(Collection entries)
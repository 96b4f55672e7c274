//! Follower fetching: single pages and paginated sessions.
//!
//! # Design
//! `FollowerService` is an explicitly constructed handle around a shared
//! `Transport` and a `GithubClient`. It fetches one page at a time and keeps
//! no state of its own.
//!
//! `FollowerSession` owns the cursor for one username's list. At most one
//! page fetch runs per session: a trigger that arrives while a fetch is
//! outstanding returns `PageOutcome::InFlight` without touching the network.
//! Cursor state sits behind a mutex that is never held across an await.
//!
//! Every fetch is tagged with the session's generation and cancellation
//! token. `reset` and `cancel` bump the generation and cancel the token, so
//! an outstanding fetch resolves as `PageOutcome::Cancelled` and its
//! response never reaches the cursor.

use std::sync::{Arc, Mutex, MutexGuard, PoisonError};

use tokio_util::sync::CancellationToken;
use tracing::{debug, warn};

use crate::client::GithubClient;
use crate::error::NetworkError;
use crate::http::Transport;
use crate::types::{Follower, User};

/// Fetches followers and profiles through an injected transport.
pub struct FollowerService<T> {
    transport: Arc<T>,
    client: GithubClient,
}

impl<T> Clone for FollowerService<T> {
    fn clone(&self) -> Self {
        Self {
            transport: Arc::clone(&self.transport),
            client: self.client.clone(),
        }
    }
}

impl<T: Transport> FollowerService<T> {
    pub fn new(transport: Arc<T>, client: GithubClient) -> Self {
        Self { transport, client }
    }

    pub fn client(&self) -> &GithubClient {
        &self.client
    }

    pub fn page_size(&self) -> usize {
        self.client.per_page() as usize
    }

    /// Fetch page `page` (1-based) of `username`'s followers.
    pub async fn fetch_page(&self, username: &str, page: u32) -> Result<Vec<Follower>, NetworkError> {
        let request = self.client.build_list_followers(username, page)?;
        debug!(username, page, "fetching followers page");
        let response = self.transport.execute(request).await?;
        self.client.parse_list_followers(response)
    }

    /// Fetch the full profile of `username`.
    pub async fn fetch_user(&self, username: &str) -> Result<User, NetworkError> {
        let request = self.client.build_get_user(username)?;
        debug!(username, "fetching user");
        let response = self.transport.execute(request).await?;
        self.client.parse_get_user(response)
    }

    /// Start a paginated session for `username` at page 1.
    pub fn session(&self, username: &str) -> FollowerSession<T> {
        FollowerSession::new(self.clone(), username)
    }
}

/// What a call to `FollowerSession::fetch_next_page` did.
#[derive(Debug, Clone, Copy, PartialEq, Eq)]
pub enum PageOutcome {
    /// A page was fetched and appended.
    Loaded { added: usize, has_more: bool },
    /// Another fetch for this session was already outstanding; nothing was sent.
    InFlight,
    /// The last page has already been loaded; nothing was sent.
    Exhausted,
    /// The session was reset or cancelled while the fetch was outstanding;
    /// the response was discarded.
    Cancelled,
}

struct Cursor {
    username: String,
    page: u32,
    has_more: bool,
    followers: Vec<Follower>,
    in_flight: bool,
    generation: u64,
    cancel: CancellationToken,
}

impl Cursor {
    fn new(username: &str) -> Self {
        Self {
            username: username.to_string(),
            page: 1,
            has_more: true,
            followers: Vec::new(),
            in_flight: false,
            generation: 0,
            cancel: CancellationToken::new(),
        }
    }

    /// Abandon any outstanding fetch and start a new generation.
    fn abandon(&mut self) {
        self.cancel.cancel();
        self.cancel = CancellationToken::new();
        self.generation += 1;
        self.in_flight = false;
    }
}

struct Ticket {
    username: String,
    page: u32,
    generation: u64,
    cancel: CancellationToken,
}

/// Clears the in-flight flag when a fetch ends, including when the fetch
/// future is dropped before completing.
struct InFlightGuard<'a, T> {
    session: &'a FollowerSession<T>,
    generation: u64,
}

impl<T> Drop for InFlightGuard<'_, T> {
    fn drop(&mut self) {
        let mut cursor = self.session.lock();
        if cursor.generation == self.generation {
            cursor.in_flight = false;
        }
    }
}

/// Pagination state for one username's follower list.
pub struct FollowerSession<T> {
    service: FollowerService<T>,
    cursor: Mutex<Cursor>,
}

impl<T> FollowerSession<T> {
    fn lock(&self) -> MutexGuard<'_, Cursor> {
        self.cursor.lock().unwrap_or_else(PoisonError::into_inner)
    }
}

impl<T: Transport> FollowerSession<T> {
    pub fn new(service: FollowerService<T>, username: &str) -> Self {
        Self {
            service,
            cursor: Mutex::new(Cursor::new(username)),
        }
    }

    /// Fetch the next page and append it to the accumulated list.
    ///
    /// On error the accumulated list and page number are unchanged, the
    /// in-flight flag is cleared and the error is returned. A caller that
    /// finds the session still empty after an error is expected to leave the
    /// screen.
    pub async fn fetch_next_page(&self) -> Result<PageOutcome, NetworkError> {
        let ticket = match self.begin() {
            Ok(ticket) => ticket,
            Err(outcome) => return Ok(outcome),
        };
        let _guard = InFlightGuard {
            session: self,
            generation: ticket.generation,
        };

        let result = tokio::select! {
            biased;
            _ = ticket.cancel.cancelled() => return Ok(PageOutcome::Cancelled),
            result = self.service.fetch_page(&ticket.username, ticket.page) => result,
        };

        let mut cursor = self.lock();
        if cursor.generation != ticket.generation {
            debug!(username = %ticket.username, page = ticket.page, "discarding stale page");
            return Ok(PageOutcome::Cancelled);
        }
        cursor.in_flight = false;

        match result {
            Ok(batch) => {
                let added = batch.len();
                cursor.has_more = added == self.service.page_size();
                cursor.page += 1;
                cursor.followers.extend(batch);
                debug!(
                    username = %cursor.username,
                    page = ticket.page,
                    added,
                    total = cursor.followers.len(),
                    has_more = cursor.has_more,
                    "followers page loaded"
                );
                Ok(PageOutcome::Loaded {
                    added,
                    has_more: cursor.has_more,
                })
            }
            Err(err) => {
                warn!(username = %cursor.username, page = ticket.page, error = %err, "followers page failed");
                Err(err)
            }
        }
    }

    fn begin(&self) -> Result<Ticket, PageOutcome> {
        let mut cursor = self.lock();
        if cursor.in_flight {
            return Err(PageOutcome::InFlight);
        }
        if !cursor.has_more {
            return Err(PageOutcome::Exhausted);
        }
        cursor.in_flight = true;
        Ok(Ticket {
            username: cursor.username.clone(),
            page: cursor.page,
            generation: cursor.generation,
            cancel: cursor.cancel.clone(),
        })
    }

    /// Restart the session for `username`: page 1, nothing loaded, any
    /// outstanding fetch abandoned.
    pub fn reset(&self, username: &str) {
        let mut cursor = self.lock();
        cursor.abandon();
        cursor.username = username.to_string();
        cursor.page = 1;
        cursor.has_more = true;
        cursor.followers.clear();
        debug!(username, "session reset");
    }

    /// Abandon the outstanding fetch, if any. Loaded followers are kept.
    pub fn cancel(&self) {
        self.lock().abandon();
    }

    pub fn username(&self) -> String {
        self.lock().username.clone()
    }

    /// The next page that will be requested.
    pub fn page(&self) -> u32 {
        self.lock().page
    }

    pub fn has_more(&self) -> bool {
        self.lock().has_more
    }

    pub fn is_loading(&self) -> bool {
        self.lock().in_flight
    }

    /// Snapshot of every follower loaded so far, in fetch order.
    pub fn followers(&self) -> Vec<Follower> {
        self.lock().followers.clone()
    }

    pub fn len(&self) -> usize {
        self.lock().followers.len()
    }

    pub fn is_empty(&self) -> bool {
        self.lock().followers.is_empty()
    }

    /// Loaded followers whose login contains `query`, ignoring case.
    pub fn filter(&self, query: &str) -> Vec<Follower> {
        filter_followers(&self.lock().followers, query)
    }
}

impl<T> Drop for FollowerSession<T> {
    fn drop(&mut self) {
        self.lock().cancel.cancel();
    }
}

/// Followers whose login contains `query`, ignoring case. An empty or
/// whitespace-only query matches everything.
pub fn filter_followers(followers: &[Follower], query: &str) -> Vec<Follower> {
    let needle = query.trim().to_lowercase();
    if needle.is_empty() {
        return followers.to_vec();
    }
    followers
        .iter()
        .filter(|f| f.login().to_lowercase().contains(&needle))
        .cloned()
        .collect()
}
//! Scripted transports and fixtures shared by the integration tests.

#![allow(dead_code)]

use std::io::Cursor;
use std::sync::{Arc, Mutex};

use ghfollowers_core::{
    Follower, FollowerService, GithubClient, HttpRequest, HttpResponse, NetworkError, Transport,
};
use tokio::sync::Semaphore;
use url::Url;

pub const BASE_URL: &str = "https://api.github.com";

type Handler = Box<dyn Fn(&HttpRequest) -> Result<HttpResponse, NetworkError> + Send + Sync>;

/// Answers every request with `handler` and records what it was asked.
///
/// A gated transport records the request, then waits for a permit from
/// `release` before answering, which lets a test hold a fetch in flight.
pub struct ScriptedTransport {
    handler: Handler,
    requests: Mutex<Vec<HttpRequest>>,
    gate: Option<Semaphore>,
}

impl ScriptedTransport {
    pub fn new(
        handler: impl Fn(&HttpRequest) -> Result<HttpResponse, NetworkError> + Send + Sync + 'static,
    ) -> Self {
        Self {
            handler: Box::new(handler),
            requests: Mutex::new(Vec::new()),
            gate: None,
        }
    }

    pub fn gated(
        handler: impl Fn(&HttpRequest) -> Result<HttpResponse, NetworkError> + Send + Sync + 'static,
    ) -> Self {
        Self {
            gate: Some(Semaphore::new(0)),
            ..Self::new(handler)
        }
    }

    pub fn release(&self, permits: usize) {
        self.gate
            .as_ref()
            .expect("transport is not gated")
            .add_permits(permits);
    }

    pub fn requests(&self) -> Vec<HttpRequest> {
        self.requests.lock().unwrap().clone()
    }

    pub fn calls(&self) -> usize {
        self.requests.lock().unwrap().len()
    }
}

impl Transport for ScriptedTransport {
    async fn execute(&self, request: HttpRequest) -> Result<HttpResponse, NetworkError> {
        self.requests.lock().unwrap().push(request.clone());
        if let Some(gate) = &self.gate {
            gate.acquire().await.expect("gate closed").forget();
        }
        (self.handler)(&request)
    }
}

pub fn service(transport: &Arc<ScriptedTransport>) -> FollowerService<ScriptedTransport> {
    FollowerService::new(Arc::clone(transport), GithubClient::new(BASE_URL))
}

/// The `page` query parameter of a followers request.
pub fn page_of(request: &HttpRequest) -> u32 {
    let url = Url::parse(&request.url).unwrap();
    url.query_pairs()
        .find(|(key, _)| key == "page")
        .and_then(|(_, value)| value.parse().ok())
        .expect("request has no page parameter")
}

/// JSON body of one followers page with `size` entries.
pub fn follower_page(page: u32, size: usize) -> String {
    let followers: Vec<Follower> = (0..size)
        .map(|i| {
            Follower::new(
                format!("user-{page}-{i}"),
                format!("https://avatars.example.com/{page}/{i}"),
            )
        })
        .collect();
    serde_json::to_string(&followers).unwrap()
}

/// Handler serving pages of the given sizes; pages past the end are empty.
pub fn paged(
    sizes: Vec<usize>,
) -> impl Fn(&HttpRequest) -> Result<HttpResponse, NetworkError> + Send + Sync + 'static {
    move |request| {
        let page = page_of(request);
        let size = sizes.get(page as usize - 1).copied().unwrap_or(0);
        Ok(HttpResponse::new(200, follower_page(page, size)))
    }
}

/// PNG-encoded 4x4 image of a single colour.
pub fn png(shade: u8) -> Vec<u8> {
    let pixels = image::RgbaImage::from_pixel(4, 4, image::Rgba([shade, shade, shade, 255]));
    let mut bytes = Vec::new();
    image::DynamicImage::ImageRgba8(pixels)
        .write_to(&mut Cursor::new(&mut bytes), image::ImageFormat::Png)
        .unwrap();
    bytes
}

pub const OCTOCAT_JSON: &str = r#"{
    "login": "octocat",
    "id": 583231,
    "avatar_url": "https://avatars.githubusercontent.com/u/583231?v=4",
    "html_url": "https://github.com/octocat",
    "followers_url": "https://api.github.com/users/octocat/followers",
    "type": "User",
    "name": "The Octocat",
    "company": "@github",
    "location": "San Francisco",
    "bio": null,
    "public_repos": 8,
    "public_gists": 8,
    "followers": 3938,
    "following": 9,
    "created_at": "2011-01-25T18:44:36Z",
    "updated_at": "2023-04-22T12:13:44Z"
}"#;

* **How to complete this task**
Copy out the range of lines above starting at the line with "fn abandon(&mut self)" and ending at the line with "A caller that", exactly and including both.

* **Output of the exercise**
    fn abandon(&mut self) {
        self.cancel.cancel();
        self.cancel = CancellationToken::new();
        self.generation += 1;
        self.in_flight = false;
    }
}

struct Ticket {
    username: String,
    page: u32,
    generation: u64,
    cancel: CancellationToken,
}

/// Clears the in-flight flag when a fetch ends, including when the fetch
/// future is dropped before completing.
struct InFlightGuard<'a, T> {
    session: &'a FollowerSession<T>,
    generation: u64,
}

impl<T> Drop for InFlightGuard<'_, T> {
    fn drop(&mut self) {
        let mut cursor = self.session.lock();
        if cursor.generation == self.generation {
            cursor.in_flight = false;
        }
    }
}

/// Pagination state for one username's follower list.
pub struct FollowerSession<T> {
    service: FollowerService<T>,
    cursor: Mutex<Cursor>,
}

impl<T> FollowerSession<T> {
    fn lock(&self) -> MutexGuard<'_, Cursor> {
        self.cursor.lock().unwrap_or_else(PoisonError::into_inner)
    }
}

impl<T: Transport> FollowerSession<T> {
    pub fn new(service: FollowerService<T>, username: &str) -> Self {
        Self {
            service,
            cursor: Mutex::new(Cursor::new(username)),
        }
    }

    /// Fetch the next page and append it to the accumulated list.
    ///
    /// On error the accumulated list and page number are unchanged, the
    /// in-flight flag is cleared and the error is returned. A caller that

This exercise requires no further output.